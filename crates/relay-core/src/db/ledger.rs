//! Database operations for the copy-trade ledger.
//!
//! Every replication attempt is a ledger record correlating a master trade
//! with the follower position it produced. The copy hash is the durable
//! correlation key; the follower ticket is the fast key. Confirmation
//! lookups are always scoped to the follower whose channel delivered them.

use crate::types::{CopyTrade, CopyTradeStatus, Follow, Trade, TradeSide};
use crate::{Error, Result};
use chrono::{DateTime, Utc};
use rust_decimal::Decimal;
use sqlx::postgres::PgRow;
use sqlx::{PgConnection, PgPool, Row};

/// Repository for copy-trade records.
#[derive(Clone)]
pub struct CopyTradeLedger {
    pool: PgPool,
}

impl CopyTradeLedger {
    pub fn new(pool: PgPool) -> Self {
        Self { pool }
    }

    /// Create a pending replication record.
    ///
    /// Returns None when a non-terminal record already exists for this
    /// (follow, master trade) pair; the partial unique index backs this up
    /// under concurrent backfill and live dispatch.
    pub async fn create_pending(
        &self,
        follow: &Follow,
        master_trade: &Trade,
        follower_volume: Decimal,
        copy_ratio: Decimal,
        copy_hash: &str,
    ) -> Result<Option<CopyTrade>> {
        let existing: Option<(i64,)> = sqlx::query_as(
            r#"
            SELECT id FROM copy_trades
            WHERE follow_id = $1 AND master_trade_id = $2 AND status IN ('pending', 'executed')
            "#,
        )
        .bind(follow.id)
        .bind(master_trade.id)
        .fetch_optional(&self.pool)
        .await?;

        if existing.is_some() {
            return Ok(None);
        }

        let result = sqlx::query(
            r#"
            INSERT INTO copy_trades (
                follow_id, master_trade_id, master_ticket,
                symbol, side, master_volume, follower_volume, copy_ratio,
                copy_hash, status, retry_count, created_at
            )
            VALUES ($1, $2, $3, $4, $5, $6, $7, $8, $9, 'pending', 0, $10)
            ON CONFLICT DO NOTHING
            RETURNING *
            "#,
        )
        .bind(follow.id)
        .bind(master_trade.id)
        .bind(&master_trade.ticket)
        .bind(&master_trade.symbol)
        .bind(master_trade.side.as_str())
        .bind(master_trade.volume)
        .bind(follower_volume)
        .bind(copy_ratio)
        .bind(copy_hash)
        .bind(Utc::now())
        .fetch_optional(&self.pool)
        .await?;

        result.as_ref().map(row_to_copy_trade).transpose()
    }

    /// Record why a pending dispatch could not go out (client offline,
    /// channel overflow). The record stays pending for backfill.
    pub async fn note_pending_reason(&self, id: i64, reason: &str) -> Result<()> {
        sqlx::query("UPDATE copy_trades SET error = $1 WHERE id = $2 AND status = 'pending'")
            .bind(reason)
            .bind(id)
            .execute(&self.pool)
            .await?;
        Ok(())
    }

    /// Whether record `id` may move to `next` under the status machine
    /// (pending→executed→closed, pending→failed). The SQL status guards on
    /// the updates below remain the concurrent backstop.
    async fn transition_allowed_in(
        conn: &mut PgConnection,
        id: i64,
        next: CopyTradeStatus,
    ) -> Result<bool> {
        let row: Option<(String,)> =
            sqlx::query_as("SELECT status FROM copy_trades WHERE id = $1")
                .bind(id)
                .fetch_optional(&mut *conn)
                .await?;
        let Some((raw,)) = row else {
            return Ok(false);
        };
        let current = CopyTradeStatus::parse(&raw)
            .ok_or_else(|| Error::Validation(format!("invalid status in copy_trades: {raw}")))?;
        Ok(current.can_transition_to(next))
    }

    /// Promote a pending record to executed, linking the follower's ticket.
    pub async fn link_execution(
        &self,
        id: i64,
        follower_ticket: &str,
        follower_trade_id: Option<i64>,
    ) -> Result<Option<CopyTrade>> {
        let mut conn = self.pool.acquire().await?;
        self.link_execution_in(&mut *conn, id, follower_ticket, follower_trade_id)
            .await
    }

    pub async fn link_execution_in(
        &self,
        conn: &mut PgConnection,
        id: i64,
        follower_ticket: &str,
        follower_trade_id: Option<i64>,
    ) -> Result<Option<CopyTrade>> {
        if !Self::transition_allowed_in(&mut *conn, id, CopyTradeStatus::Executed).await? {
            return Ok(None);
        }

        let row = sqlx::query(
            r#"
            UPDATE copy_trades SET
                status = 'executed',
                follower_ticket = $2,
                follower_trade_id = COALESCE($3, follower_trade_id),
                error = NULL,
                executed_at = $4
            WHERE id = $1 AND status = 'pending'
            RETURNING *
            "#,
        )
        .bind(id)
        .bind(follower_ticket)
        .bind(follower_trade_id)
        .bind(Utc::now())
        .fetch_optional(&mut *conn)
        .await?;

        row.as_ref().map(row_to_copy_trade).transpose()
    }

    /// Backfill the follower trade id once the follower's snapshot created
    /// the trade row.
    pub async fn attach_follower_trade_in(
        &self,
        conn: &mut PgConnection,
        id: i64,
        follower_trade_id: i64,
    ) -> Result<()> {
        sqlx::query(
            "UPDATE copy_trades SET follower_trade_id = $2 WHERE id = $1 AND follower_trade_id IS NULL",
        )
        .bind(id)
        .bind(follower_trade_id)
        .execute(&mut *conn)
        .await?;
        Ok(())
    }

    /// Terminate a record as closed. Only non-terminal records transition.
    pub async fn mark_closed(&self, id: i64, at: DateTime<Utc>) -> Result<Option<CopyTrade>> {
        let mut conn = self.pool.acquire().await?;
        if !Self::transition_allowed_in(&mut *conn, id, CopyTradeStatus::Closed).await? {
            return Ok(None);
        }

        let row = sqlx::query(
            r#"
            UPDATE copy_trades SET status = 'closed', closed_at = $2
            WHERE id = $1 AND status IN ('pending', 'executed')
            RETURNING *
            "#,
        )
        .bind(id)
        .bind(at)
        .fetch_optional(&mut *conn)
        .await?;

        row.as_ref().map(row_to_copy_trade).transpose()
    }

    /// Terminate a pending record as failed and count the attempt.
    pub async fn mark_failed(&self, id: i64, reason: &str) -> Result<Option<CopyTrade>> {
        let mut conn = self.pool.acquire().await?;
        if !Self::transition_allowed_in(&mut *conn, id, CopyTradeStatus::Failed).await? {
            return Ok(None);
        }

        let row = sqlx::query(
            r#"
            UPDATE copy_trades SET
                status = 'failed',
                error = $2,
                retry_count = retry_count + 1
            WHERE id = $1 AND status = 'pending'
            RETURNING *
            "#,
        )
        .bind(id)
        .bind(reason)
        .fetch_optional(&mut *conn)
        .await?;

        row.as_ref().map(row_to_copy_trade).transpose()
    }

    /// Follower-scoped non-terminal lookup by the durable hash key.
    pub async fn find_active_by_hash(
        &self,
        follower_id: i64,
        copy_hash: &str,
    ) -> Result<Option<CopyTrade>> {
        let row = sqlx::query(
            r#"
            SELECT ct.* FROM copy_trades ct
            JOIN follows f ON f.id = ct.follow_id
            WHERE f.follower_id = $1 AND ct.copy_hash = $2
              AND ct.status IN ('pending', 'executed')
            ORDER BY ct.id DESC
            LIMIT 1
            "#,
        )
        .bind(follower_id)
        .bind(copy_hash)
        .fetch_optional(&self.pool)
        .await?;

        row.as_ref().map(row_to_copy_trade).transpose()
    }

    /// Follower-scoped non-terminal lookup by the fast ticket key.
    pub async fn find_active_by_follower_ticket(
        &self,
        follower_id: i64,
        follower_ticket: &str,
    ) -> Result<Option<CopyTrade>> {
        let row = sqlx::query(
            r#"
            SELECT ct.* FROM copy_trades ct
            JOIN follows f ON f.id = ct.follow_id
            WHERE f.follower_id = $1 AND ct.follower_ticket = $2
              AND ct.status IN ('pending', 'executed')
            ORDER BY ct.id DESC
            LIMIT 1
            "#,
        )
        .bind(follower_id)
        .bind(follower_ticket)
        .fetch_optional(&self.pool)
        .await?;

        row.as_ref().map(row_to_copy_trade).transpose()
    }

    /// Last-resort correlation: the follower's single pending record for a
    /// master ticket.
    pub async fn find_pending_by_master_ticket(
        &self,
        follower_id: i64,
        master_ticket: &str,
    ) -> Result<Option<CopyTrade>> {
        let row = sqlx::query(
            r#"
            SELECT ct.* FROM copy_trades ct
            JOIN follows f ON f.id = ct.follow_id
            WHERE f.follower_id = $1 AND ct.master_ticket = $2 AND ct.status = 'pending'
            ORDER BY ct.id DESC
            LIMIT 1
            "#,
        )
        .bind(follower_id)
        .bind(master_ticket)
        .fetch_optional(&self.pool)
        .await?;

        row.as_ref().map(row_to_copy_trade).transpose()
    }

    /// Non-terminal records for a follower, read inside the reconciliation
    /// transaction. Pending ones are promotable from a snapshot (matched by
    /// follower ticket or broker-comment hash tag); executed ones may still
    /// be missing their follower trade id.
    pub async fn find_active_for_follower_in(
        &self,
        conn: &mut PgConnection,
        follower_id: i64,
    ) -> Result<Vec<CopyTrade>> {
        let rows = sqlx::query(
            r#"
            SELECT ct.* FROM copy_trades ct
            JOIN follows f ON f.id = ct.follow_id
            WHERE f.follower_id = $1 AND ct.status IN ('pending', 'executed')
            "#,
        )
        .bind(follower_id)
        .fetch_all(&mut *conn)
        .await?;

        rows.iter().map(row_to_copy_trade).collect()
    }

    /// Executed records mirroring a specific master ticket, with the user id
    /// of the follower each one belongs to.
    pub async fn executed_for_master_ticket(
        &self,
        master_id: i64,
        master_ticket: &str,
    ) -> Result<Vec<(CopyTrade, i64)>> {
        let rows = sqlx::query(
            r#"
            SELECT ct.*, f.follower_id AS follower_user_id FROM copy_trades ct
            JOIN follows f ON f.id = ct.follow_id
            WHERE f.following_id = $1 AND ct.master_ticket = $2 AND ct.status = 'executed'
            ORDER BY ct.id
            "#,
        )
        .bind(master_id)
        .bind(master_ticket)
        .fetch_all(&self.pool)
        .await?;

        rows.iter()
            .map(|row| Ok((row_to_copy_trade(row)?, row.get("follower_user_id"))))
            .collect()
    }

    /// Every record still executed under a master (mass-close path).
    pub async fn executed_under_master(&self, master_id: i64) -> Result<Vec<(CopyTrade, i64)>> {
        let rows = sqlx::query(
            r#"
            SELECT ct.*, f.follower_id AS follower_user_id FROM copy_trades ct
            JOIN follows f ON f.id = ct.follow_id
            WHERE f.following_id = $1 AND ct.status = 'executed'
            ORDER BY ct.id
            "#,
        )
        .bind(master_id)
        .fetch_all(&self.pool)
        .await?;

        rows.iter()
            .map(|row| Ok((row_to_copy_trade(row)?, row.get("follower_user_id"))))
            .collect()
    }

    /// Backfill debounce check: is this master trade already represented for
    /// this follow edge?
    pub async fn has_active_record(&self, follow_id: i64, master_trade_id: i64) -> Result<bool> {
        let row: Option<(i64,)> = sqlx::query_as(
            r#"
            SELECT id FROM copy_trades
            WHERE follow_id = $1 AND master_trade_id = $2 AND status IN ('pending', 'executed')
            "#,
        )
        .bind(follow_id)
        .bind(master_trade_id)
        .fetch_optional(&self.pool)
        .await?;

        Ok(row.is_some())
    }

    pub async fn find_by_id(&self, id: i64) -> Result<Option<CopyTrade>> {
        let row = sqlx::query("SELECT * FROM copy_trades WHERE id = $1")
            .bind(id)
            .fetch_optional(&self.pool)
            .await?;

        row.as_ref().map(row_to_copy_trade).transpose()
    }
}

/// Convert a database row to a CopyTrade.
fn row_to_copy_trade(row: &PgRow) -> Result<CopyTrade> {
    let side_raw: String = row.get("side");
    let side = TradeSide::parse(&side_raw)
        .ok_or_else(|| Error::Validation(format!("invalid side in copy_trades: {side_raw}")))?;
    let status_raw: String = row.get("status");
    let status = CopyTradeStatus::parse(&status_raw)
        .ok_or_else(|| Error::Validation(format!("invalid status in copy_trades: {status_raw}")))?;

    Ok(CopyTrade {
        id: row.get("id"),
        follow_id: row.get("follow_id"),
        master_trade_id: row.get("master_trade_id"),
        follower_trade_id: row.get("follower_trade_id"),
        master_ticket: row.get("master_ticket"),
        follower_ticket: row.get("follower_ticket"),
        symbol: row.get("symbol"),
        side,
        master_volume: row.get("master_volume"),
        follower_volume: row.get("follower_volume"),
        copy_ratio: row.get("copy_ratio"),
        copy_hash: row.get("copy_hash"),
        status,
        error: row.get("error"),
        retry_count: row.get("retry_count"),
        created_at: row.get("created_at"),
        executed_at: row.get("executed_at"),
        closed_at: row.get("closed_at"),
    })
}
//! Application state shared across handlers.

use auth::{ApiKeyCache, AuditLogger, SessionStore};
use relay_core::db::{
    ConnectionRepository, CopyTradeLedger, FollowRepository, TradeStore, UserRepository,
};
use replication::{Backfill, EventBus, IngestionReconciler, ReplicationEngine};
use sqlx::PgPool;
use std::sync::Arc;

use crate::websocket::SessionHub;

/// Shared application state.
#[derive(Clone)]
pub struct AppState {
    /// Database connection pool.
    pub pool: PgPool,
    /// User records.
    pub users: UserRepository,
    /// Trade store.
    pub trades: TradeStore,
    /// Follow graph.
    pub follows: FollowRepository,
    /// Copy-trade ledger.
    pub ledger: CopyTradeLedger,
    /// Cached terminal connections.
    pub connections: ConnectionRepository,
    /// Client session hub (UI + command channels).
    pub hub: Arc<SessionHub>,
    /// Domain event queue between ingestion and replication.
    pub events: EventBus,
    /// Ingestion reconciler.
    pub reconciler: Arc<IngestionReconciler>,
    /// Replication engine (also the confirmation sink).
    pub engine: Arc<ReplicationEngine>,
    /// Backfill on follower connect.
    pub backfill: Arc<Backfill>,
    /// Process-local api_key → user cache.
    pub api_keys: Arc<ApiKeyCache>,
    /// Active web sessions.
    pub sessions: Arc<SessionStore>,
    /// Audit logger.
    pub audit: Arc<AuditLogger>,
}

impl AppState {
    /// Create a new application state and wire the replication runtime.
    pub fn new(pool: PgPool, ws_channel_capacity: usize) -> Self {
        let hub = Arc::new(SessionHub::new());
        let events = EventBus::new(ws_channel_capacity);

        let reconciler = Arc::new(IngestionReconciler::new(
            pool.clone(),
            hub.clone(),
            events.clone(),
        ));
        let engine = Arc::new(ReplicationEngine::new(
            pool.clone(),
            hub.clone(),
            events.clone(),
        ));
        let backfill = Arc::new(Backfill::new(pool.clone(), events.clone()));

        Self {
            users: UserRepository::new(pool.clone()),
            trades: TradeStore::new(pool.clone()),
            follows: FollowRepository::new(pool.clone()),
            ledger: CopyTradeLedger::new(pool.clone()),
            connections: ConnectionRepository::new(pool.clone()),
            pool,
            hub,
            events,
            reconciler,
            engine,
            backfill,
            api_keys: Arc::new(ApiKeyCache::new()),
            sessions: Arc::new(SessionStore::new()),
            audit: Arc::new(AuditLogger::new()),
        }
    }

    /// Create an Arc-wrapped state.
    pub fn into_arc(self) -> Arc<Self> {
        Arc::new(self)
    }
}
* * * *
Directions for this task ->
Read through the lines above and collect those that contain the string "parse".

Your solution ->
        let current = CopyTradeStatus::parse(&raw)
    let side = TradeSide::parse(&side_raw)
    let status = CopyTradeStatus::parse(&status_raw)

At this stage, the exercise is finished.